Não se trata, portanto, de acaso que seja esta a crônica de abertura do livro. Pois que no cerne de boa parte das críticas escritas pela jornalista argentina está sua profunda e fundamentada irritação com as cargas de misoginia e débil chacota que vêm, com frequência, acompanhadas de termos como “escrita feminina”, “olhar feminino”, “imaginação feminina” e derivações. Elabora essas críticas com um tom muitas vezes sarcasticamente didático (“uma homenagem a Juana Manso e tantas outras que não tinham tempo, nem humor, para usar a papilas gustativas da fina ironia feminina com que Katherine Mansfield escreveu seus contos”) para ir de frente contra políticas de leitura que ora essencializam a Mulher enquanto uma categoria imutável, ora, no outro oposto, minimizam a escrita e autoria de mulheres em nome de uma “bissexualidade” de escritores homens que teriam uma “escrita feminina” mais legítima que as próprias mulheres – e nesse momento ela pontua que o modelo patriarcal de feminilidade na literatura, com muita frequência, está atravessado pelo dizer “sim, sim, sim” de Molly Bloom (Ulisses, de James Joyce). Moreno praticamente conclama: pera lá, pera lá, pera lá.
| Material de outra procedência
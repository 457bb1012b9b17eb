//! Access to the remote quote server.
//!
//! The server is a public mock collection of "posts". Reading maps each post's `id` and
//! `title` onto a [`Quote`] with a placeholder category; writing posts one quote as a
//! JSON body and ignores the answer apart from logging it. Requests are made once:
//! there is no retry or backoff.
use log::{debug, info};
use quote_common::net::posts_url;
use quote_common::{Quote, QuoteError, Result};
use reqwest::blocking::Client;
use serde::Deserialize;

use crate::SyncConfig;

/// Source of remote quotes and sink for locally added ones.
pub trait RemoteSource: Send {
    /// Fetch the current remote sequence, already mapped to the `Quote` shape.
    fn fetch_quotes(&self) -> Result<Vec<Quote>>;

    /// Send a newly added quote to the server.
    fn publish(&self, quote: &Quote) -> Result<()>;
}

impl<R: RemoteSource + ?Sized> RemoteSource for Box<R> {
    fn fetch_quotes(&self) -> Result<Vec<Quote>> {
        (**self).fetch_quotes()
    }

    fn publish(&self, quote: &Quote) -> Result<()> {
        (**self).publish(quote)
    }
}

/// Item of the remote collection. Only the fields that become a quote are read.
#[derive(Debug, Deserialize)]
struct RemotePost {
    id: u64,
    title: String,
}

/// Blocking HTTP implementation of [`RemoteSource`].
pub struct HttpRemote {
    client: Client,
    posts_url: String,
    fetch_limit: usize,
    category: String,
}

impl HttpRemote {
    /// Creates a remote for the server described by `config`.
    pub fn new(config: &SyncConfig) -> Self {
        Self {
            client: Client::new(),
            posts_url: posts_url(&config.server_url),
            fetch_limit: config.fetch_limit,
            category: config.server_category.clone(),
        }
    }

    /// URL of the bounded read of the posts collection.
    pub fn fetch_url(&self) -> String {
        format!("{}?_limit={}", self.posts_url, self.fetch_limit)
    }

    fn to_quote(&self, post: RemotePost) -> Quote {
        Quote {
            id: post.id,
            text: post.title,
            category: self.category.clone(),
        }
    }
}

impl RemoteSource for HttpRemote {
    fn fetch_quotes(&self) -> Result<Vec<Quote>> {
        let url = self.fetch_url();
        debug!("GET {}", url);
        let response = self.client.get(&url).send()?;

        if !response.status().is_success() {
            return Err(QuoteError::Server {
                status: response.status().as_u16(),
            });
        }

        let posts: Vec<RemotePost> = response.json()?;
        Ok(posts.into_iter().map(|post| self.to_quote(post)).collect())
    }

    fn publish(&self, quote: &Quote) -> Result<()> {
        debug!("POST {} id={}", self.posts_url, quote.id);
        let response = self.client.post(&self.posts_url).json(quote).send()?;

        if !response.status().is_success() {
            return Err(QuoteError::Server {
                status: response.status().as_u16(),
            });
        }
        info!("Posted quote {} to server", quote.id);
        Ok(())
    }
}

/// Remote used when running without network access: nothing to fetch, nowhere to post.
#[derive(Debug, Default, Clone, Copy)]
pub struct OfflineRemote;

impl RemoteSource for OfflineRemote {
    fn fetch_quotes(&self) -> Result<Vec<Quote>> {
        debug!("Offline: skipping fetch");
        Ok(Vec::new())
    }

    fn publish(&self, quote: &Quote) -> Result<()> {
        debug!("Offline: not posting quote {}", quote.id);
        Ok(())
    }
}

#[cfg(test)]
mod tests {
    use super::*;
    use std::io::{BufRead, BufReader, Write};
    use std::net::TcpListener;
    use std::thread;

    /// Serve one canned HTTP response on a local port and return the base URL.
    fn serve_once(response: String) -> String {
        let listener = TcpListener::bind("127.0.0.1:0").unwrap();
        let addr = listener.local_addr().unwrap();
        thread::spawn(move || {
            let (mut stream, _) = listener.accept().unwrap();
            let mut reader = BufReader::new(stream.try_clone().unwrap());
            let mut line = String::new();
            while reader.read_line(&mut line).unwrap() > 0 && line != "\r\n" {
                line.clear();
            }
            stream.write_all(response.as_bytes()).unwrap();
        });
        format!("http://{}", addr)
    }

    fn remote_for(server_url: &str) -> HttpRemote {
        HttpRemote::new(&SyncConfig {
            server_url: server_url.to_string(),
            ..SyncConfig::default()
        })
    }

    #[test]
    fn fetch_url_limits_the_collection() {
        let remote = remote_for("http://localhost:3000/");
        assert_eq!(remote.fetch_url(), "http://localhost:3000/posts?_limit=5");
    }

    #[test]
    fn fetch_maps_a_served_collection() {
        let body = r#"[{"userId":1,"id":7,"title":"served","body":"x"}]"#;
        let response = format!(
            "HTTP/1.1 200 OK\r\nContent-Type: application/json\r\nContent-Length: {}\r\nConnection: close\r\n\r\n{}",
            body.len(),
            body
        );
        let remote = remote_for(&serve_once(response));

        let quotes = remote.fetch_quotes().unwrap();

        assert_eq!(quotes, vec![Quote::new(7, "served", "Server")]);
    }

    #[test]
    fn fetch_maps_error_status_to_server_error() {
        let url = serve_once(
            "HTTP/1.1 503 Service Unavailable\r\nContent-Length: 0\r\nConnection: close\r\n\r\n"
                .to_string(),
        );
        let remote = remote_for(&url);

        let err = remote.fetch_quotes().unwrap_err();

        assert!(matches!(err, QuoteError::Server { status: 503 }));
    }

    #[test]
    fn fetch_from_unreachable_server_is_an_http_error() {
        let remote = remote_for("http://127.0.0.1:1");
        assert!(matches!(remote.fetch_quotes(), Err(QuoteError::Http(_))));
    }

    #[test]
    fn posts_map_to_server_quotes() {
        let remote = HttpRemote::new(&SyncConfig::default());
        let posts: Vec<RemotePost> = serde_json::from_str(
            r#"[{"userId": 1, "id": 1, "title": "sunt aut facere", "body": "quia et suscipit"}]"#,
        )
        .unwrap();

        let quotes: Vec<Quote> = posts.into_iter().map(|p| remote.to_quote(p)).collect();

        assert_eq!(quotes, vec![Quote::new(1, "sunt aut facere", "Server")]);
    }

    #[test]
    fn offline_remote_yields_nothing() {
        let remote: Box<dyn RemoteSource> = Box::new(OfflineRemote);
        assert!(remote.fetch_quotes().unwrap().is_empty());
        remote.publish(&Quote::new(1, "A", "X")).unwrap();
    }
}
Ao longo dessa compilação de artigos, leremos muito, portanto, sobre o sexo e suas formas de representação literária ou cinematográfica, sobre como a psicanálise reduziu complexidades da sexualidade feminina, particularmente da homossexualidade feminina – e nesse campo é muito prazeroso o momento em que Moreno se põe a analisar o analista, destrinchando o Freud que escutava a sua famosa e inominável paciente lésbica – e sobre como é fundamental que as feministas reivindiquem uma escrita para além da já citada “fina ironia” palatável, jogando na roda figuras como a personagem Greta La Gorda (inventada, a propósito, por um escritor homem, Günter Grass), a quem ela descreve da seguinte maneira: “Greta La Gorda, assassina culinária de figurões políticos, filósofa do poder libertador dos ventos intestinais, feminista solitária dos sete pecados capitais, essa deveria ser nossa líder. Não vale a pena entrar na cultura sem nossos corpos. Mas não os tratemos como se fossem almas”.
No último artigo, publicado em 2018, eis a convocatória, o panfleto em si que dá título ao livro: “façamos a revolução que não sublima nada”, ela escreve. “Se a homossexualidade sublimada e a misoginia foram as condições da civilização, façamos a revolução da alma carnal (...) e que o ciúme, a inveja, o ódio e a má índole não sejam domesticados pela ideologia e as terapias do eu.” Que a nossa dieta seja, portanto, a “do excesso”: “gozemos sem ter fome em nome de um feminismo de especiarias, gordo, ganancioso (...) porque entre iconografias políticas feitas de vísceras não há colonialismo possível”. A figura de Greta La Gorda sobrevoando sobre nossas cabeças.